**REQUIRED ACTION:** Among the lines of the records, please find those that contain the word "RepositoryError" and copy them.

· · · · ·

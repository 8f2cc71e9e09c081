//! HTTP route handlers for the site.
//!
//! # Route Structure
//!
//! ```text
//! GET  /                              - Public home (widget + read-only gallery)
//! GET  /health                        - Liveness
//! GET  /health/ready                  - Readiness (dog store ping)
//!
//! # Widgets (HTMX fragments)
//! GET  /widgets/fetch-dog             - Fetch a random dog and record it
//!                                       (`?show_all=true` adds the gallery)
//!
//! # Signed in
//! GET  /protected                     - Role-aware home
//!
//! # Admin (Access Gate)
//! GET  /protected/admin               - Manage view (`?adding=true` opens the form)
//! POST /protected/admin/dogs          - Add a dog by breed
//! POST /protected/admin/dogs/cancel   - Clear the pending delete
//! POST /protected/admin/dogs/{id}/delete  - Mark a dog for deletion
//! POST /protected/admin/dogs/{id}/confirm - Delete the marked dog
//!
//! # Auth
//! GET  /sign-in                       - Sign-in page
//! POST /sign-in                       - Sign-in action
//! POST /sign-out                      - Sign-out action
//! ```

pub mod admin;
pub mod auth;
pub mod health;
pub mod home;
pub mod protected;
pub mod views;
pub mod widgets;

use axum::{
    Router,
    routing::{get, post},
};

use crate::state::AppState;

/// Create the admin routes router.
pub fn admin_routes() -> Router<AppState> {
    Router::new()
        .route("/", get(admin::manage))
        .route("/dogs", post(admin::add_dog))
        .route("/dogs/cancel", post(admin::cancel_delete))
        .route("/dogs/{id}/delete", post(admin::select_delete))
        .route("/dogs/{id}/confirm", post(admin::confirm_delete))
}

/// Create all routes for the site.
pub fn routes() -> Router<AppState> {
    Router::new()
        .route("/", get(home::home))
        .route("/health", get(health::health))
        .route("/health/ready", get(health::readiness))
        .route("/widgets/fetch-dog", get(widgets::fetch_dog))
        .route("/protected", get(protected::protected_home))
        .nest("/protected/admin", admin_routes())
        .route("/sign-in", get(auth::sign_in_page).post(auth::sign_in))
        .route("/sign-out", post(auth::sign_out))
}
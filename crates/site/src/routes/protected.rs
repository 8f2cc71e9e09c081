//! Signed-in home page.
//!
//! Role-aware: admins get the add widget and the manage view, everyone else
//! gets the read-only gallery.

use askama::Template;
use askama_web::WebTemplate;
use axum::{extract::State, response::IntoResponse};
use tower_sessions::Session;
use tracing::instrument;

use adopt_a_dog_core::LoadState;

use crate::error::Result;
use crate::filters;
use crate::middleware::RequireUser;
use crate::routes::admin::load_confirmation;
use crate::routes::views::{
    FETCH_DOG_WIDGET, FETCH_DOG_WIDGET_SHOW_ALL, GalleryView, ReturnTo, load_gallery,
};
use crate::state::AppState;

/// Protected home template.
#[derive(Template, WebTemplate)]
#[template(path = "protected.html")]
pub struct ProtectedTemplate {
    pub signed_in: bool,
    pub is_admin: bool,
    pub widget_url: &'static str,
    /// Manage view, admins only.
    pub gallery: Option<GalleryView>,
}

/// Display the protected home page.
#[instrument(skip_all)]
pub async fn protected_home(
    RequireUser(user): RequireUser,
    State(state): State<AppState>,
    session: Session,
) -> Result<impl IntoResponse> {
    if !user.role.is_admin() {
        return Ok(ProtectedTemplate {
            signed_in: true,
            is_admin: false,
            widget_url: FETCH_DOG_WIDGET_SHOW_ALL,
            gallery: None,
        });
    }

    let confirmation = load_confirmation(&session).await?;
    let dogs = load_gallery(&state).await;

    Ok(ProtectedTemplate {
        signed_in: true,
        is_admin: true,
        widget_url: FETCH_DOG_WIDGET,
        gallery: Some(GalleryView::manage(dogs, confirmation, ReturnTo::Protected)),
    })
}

· · · · ·

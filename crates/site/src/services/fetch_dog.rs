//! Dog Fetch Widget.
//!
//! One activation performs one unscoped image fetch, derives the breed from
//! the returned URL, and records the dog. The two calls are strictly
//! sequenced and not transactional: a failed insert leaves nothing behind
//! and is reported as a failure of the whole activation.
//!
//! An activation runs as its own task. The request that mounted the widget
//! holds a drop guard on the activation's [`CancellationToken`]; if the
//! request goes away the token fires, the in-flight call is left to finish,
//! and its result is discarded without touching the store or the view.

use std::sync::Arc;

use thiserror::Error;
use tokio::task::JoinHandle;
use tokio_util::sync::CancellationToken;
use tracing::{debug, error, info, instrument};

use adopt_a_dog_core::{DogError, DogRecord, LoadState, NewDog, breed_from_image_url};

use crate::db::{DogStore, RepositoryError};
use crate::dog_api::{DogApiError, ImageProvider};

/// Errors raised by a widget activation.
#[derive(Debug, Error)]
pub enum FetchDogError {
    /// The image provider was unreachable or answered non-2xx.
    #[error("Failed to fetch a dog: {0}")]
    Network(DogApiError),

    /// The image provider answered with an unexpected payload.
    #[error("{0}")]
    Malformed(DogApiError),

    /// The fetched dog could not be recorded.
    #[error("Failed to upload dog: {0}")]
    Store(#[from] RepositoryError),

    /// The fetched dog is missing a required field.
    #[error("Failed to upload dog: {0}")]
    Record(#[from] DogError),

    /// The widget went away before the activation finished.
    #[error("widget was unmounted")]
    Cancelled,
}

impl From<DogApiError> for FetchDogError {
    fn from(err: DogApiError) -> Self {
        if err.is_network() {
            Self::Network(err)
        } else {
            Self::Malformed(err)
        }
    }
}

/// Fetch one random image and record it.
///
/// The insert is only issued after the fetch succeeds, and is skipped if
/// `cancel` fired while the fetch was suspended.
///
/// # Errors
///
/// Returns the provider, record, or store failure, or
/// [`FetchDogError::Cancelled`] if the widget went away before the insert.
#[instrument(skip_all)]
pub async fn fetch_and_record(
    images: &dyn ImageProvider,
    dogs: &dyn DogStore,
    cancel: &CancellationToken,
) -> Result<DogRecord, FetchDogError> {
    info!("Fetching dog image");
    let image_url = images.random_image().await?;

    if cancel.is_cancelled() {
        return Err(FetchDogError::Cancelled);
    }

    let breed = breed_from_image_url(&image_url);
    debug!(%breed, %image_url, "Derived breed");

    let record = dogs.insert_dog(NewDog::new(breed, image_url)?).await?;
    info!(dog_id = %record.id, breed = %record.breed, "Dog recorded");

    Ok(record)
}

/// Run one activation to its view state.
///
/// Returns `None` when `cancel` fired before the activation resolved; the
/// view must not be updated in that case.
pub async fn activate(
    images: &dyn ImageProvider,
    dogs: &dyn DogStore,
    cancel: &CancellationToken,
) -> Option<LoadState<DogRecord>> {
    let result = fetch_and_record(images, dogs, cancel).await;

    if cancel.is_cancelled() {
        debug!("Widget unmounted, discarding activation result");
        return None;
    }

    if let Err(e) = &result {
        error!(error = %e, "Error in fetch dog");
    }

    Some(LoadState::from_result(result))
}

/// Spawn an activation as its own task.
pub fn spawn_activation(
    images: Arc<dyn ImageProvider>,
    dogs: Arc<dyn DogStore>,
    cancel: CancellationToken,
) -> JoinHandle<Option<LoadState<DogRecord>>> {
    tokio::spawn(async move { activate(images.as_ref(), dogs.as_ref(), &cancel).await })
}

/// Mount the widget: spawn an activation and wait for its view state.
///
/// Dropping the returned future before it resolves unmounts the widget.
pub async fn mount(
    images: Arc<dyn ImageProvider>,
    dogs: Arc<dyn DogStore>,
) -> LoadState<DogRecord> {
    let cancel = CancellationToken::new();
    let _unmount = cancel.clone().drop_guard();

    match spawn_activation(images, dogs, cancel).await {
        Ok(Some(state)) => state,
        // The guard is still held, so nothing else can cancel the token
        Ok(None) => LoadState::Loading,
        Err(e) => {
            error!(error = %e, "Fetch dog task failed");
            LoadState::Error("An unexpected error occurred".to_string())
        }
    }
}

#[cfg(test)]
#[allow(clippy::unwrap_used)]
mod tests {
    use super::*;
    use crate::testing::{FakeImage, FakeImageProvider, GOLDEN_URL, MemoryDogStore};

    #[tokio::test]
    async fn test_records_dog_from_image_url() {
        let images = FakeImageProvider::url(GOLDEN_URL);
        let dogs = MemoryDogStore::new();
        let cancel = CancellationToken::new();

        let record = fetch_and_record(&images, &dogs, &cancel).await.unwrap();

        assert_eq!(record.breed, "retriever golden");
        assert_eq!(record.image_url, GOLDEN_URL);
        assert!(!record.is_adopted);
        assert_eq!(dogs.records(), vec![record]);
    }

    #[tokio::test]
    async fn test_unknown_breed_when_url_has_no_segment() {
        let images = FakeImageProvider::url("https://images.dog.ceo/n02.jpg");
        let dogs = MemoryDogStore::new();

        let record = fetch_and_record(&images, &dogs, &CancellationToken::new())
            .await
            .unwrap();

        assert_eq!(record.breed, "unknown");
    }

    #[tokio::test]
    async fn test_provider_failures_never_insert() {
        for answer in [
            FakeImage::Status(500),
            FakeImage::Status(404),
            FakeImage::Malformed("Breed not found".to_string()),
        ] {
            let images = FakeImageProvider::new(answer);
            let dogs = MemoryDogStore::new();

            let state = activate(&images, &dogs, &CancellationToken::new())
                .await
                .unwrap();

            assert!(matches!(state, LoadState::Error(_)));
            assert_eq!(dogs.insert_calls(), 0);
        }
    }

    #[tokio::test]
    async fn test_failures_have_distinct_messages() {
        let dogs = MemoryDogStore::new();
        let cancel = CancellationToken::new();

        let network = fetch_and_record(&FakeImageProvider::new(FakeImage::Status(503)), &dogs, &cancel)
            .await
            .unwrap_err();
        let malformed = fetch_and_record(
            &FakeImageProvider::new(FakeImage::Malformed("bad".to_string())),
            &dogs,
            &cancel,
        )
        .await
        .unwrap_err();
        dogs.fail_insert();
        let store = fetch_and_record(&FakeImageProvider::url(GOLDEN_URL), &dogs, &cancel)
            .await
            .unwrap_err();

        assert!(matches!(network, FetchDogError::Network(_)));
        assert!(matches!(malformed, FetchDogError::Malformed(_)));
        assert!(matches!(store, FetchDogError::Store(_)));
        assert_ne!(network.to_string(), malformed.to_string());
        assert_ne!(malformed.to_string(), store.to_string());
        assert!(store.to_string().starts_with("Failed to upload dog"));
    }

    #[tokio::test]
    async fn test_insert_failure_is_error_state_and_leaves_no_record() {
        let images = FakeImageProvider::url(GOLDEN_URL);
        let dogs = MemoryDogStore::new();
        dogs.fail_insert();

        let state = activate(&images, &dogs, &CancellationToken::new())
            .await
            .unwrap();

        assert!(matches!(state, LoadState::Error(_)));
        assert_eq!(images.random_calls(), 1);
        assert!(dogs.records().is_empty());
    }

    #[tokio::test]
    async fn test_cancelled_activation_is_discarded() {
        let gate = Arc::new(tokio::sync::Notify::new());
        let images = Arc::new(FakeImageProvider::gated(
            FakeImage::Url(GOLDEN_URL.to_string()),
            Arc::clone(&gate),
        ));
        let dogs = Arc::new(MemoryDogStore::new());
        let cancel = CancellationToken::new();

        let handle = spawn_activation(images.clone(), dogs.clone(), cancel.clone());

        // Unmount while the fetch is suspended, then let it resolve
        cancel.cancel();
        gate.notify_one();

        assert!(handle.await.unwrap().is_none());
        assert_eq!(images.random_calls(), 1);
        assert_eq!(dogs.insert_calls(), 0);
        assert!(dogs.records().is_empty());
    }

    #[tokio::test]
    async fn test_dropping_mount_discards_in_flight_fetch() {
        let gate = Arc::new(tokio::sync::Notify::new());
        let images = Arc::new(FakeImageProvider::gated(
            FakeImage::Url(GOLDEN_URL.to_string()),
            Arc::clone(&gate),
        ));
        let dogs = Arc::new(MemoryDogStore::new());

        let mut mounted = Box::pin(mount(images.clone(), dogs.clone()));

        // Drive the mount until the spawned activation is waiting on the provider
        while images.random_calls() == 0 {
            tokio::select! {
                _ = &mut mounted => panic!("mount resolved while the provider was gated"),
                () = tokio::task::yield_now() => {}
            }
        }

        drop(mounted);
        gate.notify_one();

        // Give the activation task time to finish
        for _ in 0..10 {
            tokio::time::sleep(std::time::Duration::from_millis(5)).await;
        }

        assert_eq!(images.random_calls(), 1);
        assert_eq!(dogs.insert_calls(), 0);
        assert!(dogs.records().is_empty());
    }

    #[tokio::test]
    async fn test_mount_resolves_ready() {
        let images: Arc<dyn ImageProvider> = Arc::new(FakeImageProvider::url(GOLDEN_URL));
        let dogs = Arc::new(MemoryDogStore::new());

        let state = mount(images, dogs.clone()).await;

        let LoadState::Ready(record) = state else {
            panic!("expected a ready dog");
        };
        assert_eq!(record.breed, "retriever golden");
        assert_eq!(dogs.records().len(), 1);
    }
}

· · · · ·

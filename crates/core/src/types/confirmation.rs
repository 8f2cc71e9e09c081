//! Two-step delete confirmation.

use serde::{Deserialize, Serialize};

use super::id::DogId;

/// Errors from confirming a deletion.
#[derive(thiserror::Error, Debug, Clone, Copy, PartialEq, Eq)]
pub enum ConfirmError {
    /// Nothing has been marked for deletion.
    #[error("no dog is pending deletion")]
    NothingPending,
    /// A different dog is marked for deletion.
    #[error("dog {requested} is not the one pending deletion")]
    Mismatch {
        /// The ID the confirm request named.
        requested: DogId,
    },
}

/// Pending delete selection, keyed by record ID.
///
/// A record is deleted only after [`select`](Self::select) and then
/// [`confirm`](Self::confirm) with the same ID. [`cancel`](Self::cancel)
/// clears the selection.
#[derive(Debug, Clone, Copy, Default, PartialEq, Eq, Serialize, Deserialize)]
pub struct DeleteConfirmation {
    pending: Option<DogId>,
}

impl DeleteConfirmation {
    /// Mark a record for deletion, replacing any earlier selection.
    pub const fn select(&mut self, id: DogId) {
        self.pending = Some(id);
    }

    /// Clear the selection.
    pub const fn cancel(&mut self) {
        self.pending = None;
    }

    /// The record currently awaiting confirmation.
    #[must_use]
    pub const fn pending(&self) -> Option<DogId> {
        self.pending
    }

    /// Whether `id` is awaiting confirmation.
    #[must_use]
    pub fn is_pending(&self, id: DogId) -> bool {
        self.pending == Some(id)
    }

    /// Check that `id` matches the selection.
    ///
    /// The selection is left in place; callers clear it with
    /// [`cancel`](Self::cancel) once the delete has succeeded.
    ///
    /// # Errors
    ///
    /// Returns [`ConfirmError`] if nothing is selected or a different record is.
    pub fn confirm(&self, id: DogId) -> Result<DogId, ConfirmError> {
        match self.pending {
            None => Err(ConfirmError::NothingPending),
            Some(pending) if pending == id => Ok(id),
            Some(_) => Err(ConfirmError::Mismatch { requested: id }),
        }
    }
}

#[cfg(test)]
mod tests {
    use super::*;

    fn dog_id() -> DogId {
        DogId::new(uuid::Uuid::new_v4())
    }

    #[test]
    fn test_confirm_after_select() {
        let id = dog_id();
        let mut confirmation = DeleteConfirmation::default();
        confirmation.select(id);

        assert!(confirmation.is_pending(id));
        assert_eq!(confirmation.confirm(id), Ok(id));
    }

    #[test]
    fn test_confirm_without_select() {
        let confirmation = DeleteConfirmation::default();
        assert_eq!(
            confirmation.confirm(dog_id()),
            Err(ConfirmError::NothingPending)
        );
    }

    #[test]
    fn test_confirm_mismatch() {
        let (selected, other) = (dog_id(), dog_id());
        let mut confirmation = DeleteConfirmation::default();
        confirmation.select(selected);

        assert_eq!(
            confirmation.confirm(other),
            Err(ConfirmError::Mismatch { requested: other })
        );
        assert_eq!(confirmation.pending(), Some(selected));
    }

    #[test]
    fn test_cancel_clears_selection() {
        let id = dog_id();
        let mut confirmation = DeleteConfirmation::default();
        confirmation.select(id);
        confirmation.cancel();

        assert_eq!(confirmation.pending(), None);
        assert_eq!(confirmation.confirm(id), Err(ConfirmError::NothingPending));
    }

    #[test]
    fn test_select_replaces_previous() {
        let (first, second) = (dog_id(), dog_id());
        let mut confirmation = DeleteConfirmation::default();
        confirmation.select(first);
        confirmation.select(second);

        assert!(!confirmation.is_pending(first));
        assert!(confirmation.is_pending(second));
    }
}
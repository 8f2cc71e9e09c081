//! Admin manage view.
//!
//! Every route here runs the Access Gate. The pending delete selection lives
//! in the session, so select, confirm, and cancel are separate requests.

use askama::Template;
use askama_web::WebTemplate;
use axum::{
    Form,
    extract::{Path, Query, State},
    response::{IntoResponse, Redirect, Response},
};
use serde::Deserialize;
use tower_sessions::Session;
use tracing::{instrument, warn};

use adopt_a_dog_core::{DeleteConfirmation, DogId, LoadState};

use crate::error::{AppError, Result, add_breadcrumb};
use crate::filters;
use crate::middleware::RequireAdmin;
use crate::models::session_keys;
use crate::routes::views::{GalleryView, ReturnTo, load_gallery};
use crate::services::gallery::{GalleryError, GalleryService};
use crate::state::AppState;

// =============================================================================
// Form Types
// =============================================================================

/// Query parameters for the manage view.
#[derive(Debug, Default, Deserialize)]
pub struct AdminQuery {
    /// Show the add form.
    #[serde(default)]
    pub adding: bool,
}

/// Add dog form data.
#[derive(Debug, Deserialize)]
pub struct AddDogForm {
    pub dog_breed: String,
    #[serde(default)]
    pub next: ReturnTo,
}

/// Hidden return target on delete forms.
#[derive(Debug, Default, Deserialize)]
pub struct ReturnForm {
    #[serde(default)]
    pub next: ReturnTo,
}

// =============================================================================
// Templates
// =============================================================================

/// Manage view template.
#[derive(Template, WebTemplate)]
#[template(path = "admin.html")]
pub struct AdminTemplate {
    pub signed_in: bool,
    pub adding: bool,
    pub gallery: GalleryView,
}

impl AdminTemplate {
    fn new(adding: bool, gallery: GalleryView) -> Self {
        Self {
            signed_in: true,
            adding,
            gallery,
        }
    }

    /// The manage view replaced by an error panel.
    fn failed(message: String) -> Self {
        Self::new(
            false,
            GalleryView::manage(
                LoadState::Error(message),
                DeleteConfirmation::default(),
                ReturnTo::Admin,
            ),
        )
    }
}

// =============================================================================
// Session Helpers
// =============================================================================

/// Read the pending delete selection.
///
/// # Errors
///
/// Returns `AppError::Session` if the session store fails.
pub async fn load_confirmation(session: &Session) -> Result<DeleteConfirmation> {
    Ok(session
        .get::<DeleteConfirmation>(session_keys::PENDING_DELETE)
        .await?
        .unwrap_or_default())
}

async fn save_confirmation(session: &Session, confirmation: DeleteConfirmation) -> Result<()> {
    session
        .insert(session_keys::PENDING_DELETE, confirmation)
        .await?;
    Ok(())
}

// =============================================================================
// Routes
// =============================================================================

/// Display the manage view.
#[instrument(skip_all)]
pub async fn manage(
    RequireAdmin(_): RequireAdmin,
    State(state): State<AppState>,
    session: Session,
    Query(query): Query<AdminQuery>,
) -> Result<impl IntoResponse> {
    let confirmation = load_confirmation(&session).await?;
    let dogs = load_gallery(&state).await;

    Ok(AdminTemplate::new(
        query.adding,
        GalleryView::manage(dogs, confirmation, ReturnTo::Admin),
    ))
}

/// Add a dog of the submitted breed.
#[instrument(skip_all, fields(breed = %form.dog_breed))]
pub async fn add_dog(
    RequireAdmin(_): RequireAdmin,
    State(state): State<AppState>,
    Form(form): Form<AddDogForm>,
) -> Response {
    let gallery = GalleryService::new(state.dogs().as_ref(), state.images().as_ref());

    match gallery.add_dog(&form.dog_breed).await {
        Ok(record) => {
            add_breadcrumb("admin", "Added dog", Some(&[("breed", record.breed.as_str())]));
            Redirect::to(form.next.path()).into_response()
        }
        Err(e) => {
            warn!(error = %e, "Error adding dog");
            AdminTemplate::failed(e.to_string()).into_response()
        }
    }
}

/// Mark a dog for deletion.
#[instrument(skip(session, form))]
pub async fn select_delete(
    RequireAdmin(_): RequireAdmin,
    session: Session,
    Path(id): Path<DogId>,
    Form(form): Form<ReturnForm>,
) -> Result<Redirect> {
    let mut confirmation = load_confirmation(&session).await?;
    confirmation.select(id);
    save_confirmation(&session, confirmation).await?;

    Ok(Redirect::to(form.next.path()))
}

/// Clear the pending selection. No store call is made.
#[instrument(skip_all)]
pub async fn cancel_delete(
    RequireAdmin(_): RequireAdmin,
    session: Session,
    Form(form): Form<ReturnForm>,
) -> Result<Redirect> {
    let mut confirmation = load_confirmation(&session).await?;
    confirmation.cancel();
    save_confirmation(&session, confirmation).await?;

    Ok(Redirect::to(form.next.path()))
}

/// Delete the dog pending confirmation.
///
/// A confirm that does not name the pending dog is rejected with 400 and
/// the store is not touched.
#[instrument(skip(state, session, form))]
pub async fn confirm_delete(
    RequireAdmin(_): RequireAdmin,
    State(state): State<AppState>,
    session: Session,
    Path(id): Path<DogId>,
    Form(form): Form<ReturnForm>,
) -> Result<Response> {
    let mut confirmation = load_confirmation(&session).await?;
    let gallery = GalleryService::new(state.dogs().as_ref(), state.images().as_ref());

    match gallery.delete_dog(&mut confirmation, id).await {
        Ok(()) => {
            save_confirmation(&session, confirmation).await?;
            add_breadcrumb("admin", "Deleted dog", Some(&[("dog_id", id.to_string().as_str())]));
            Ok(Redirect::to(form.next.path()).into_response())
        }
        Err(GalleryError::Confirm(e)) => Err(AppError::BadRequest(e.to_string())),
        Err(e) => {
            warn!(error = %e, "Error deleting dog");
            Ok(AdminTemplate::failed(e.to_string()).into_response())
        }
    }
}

· · · · ·

**TASK RESPONSE:**
use crate::db::{DogStore, RepositoryError};
    Store(#[from] RepositoryError),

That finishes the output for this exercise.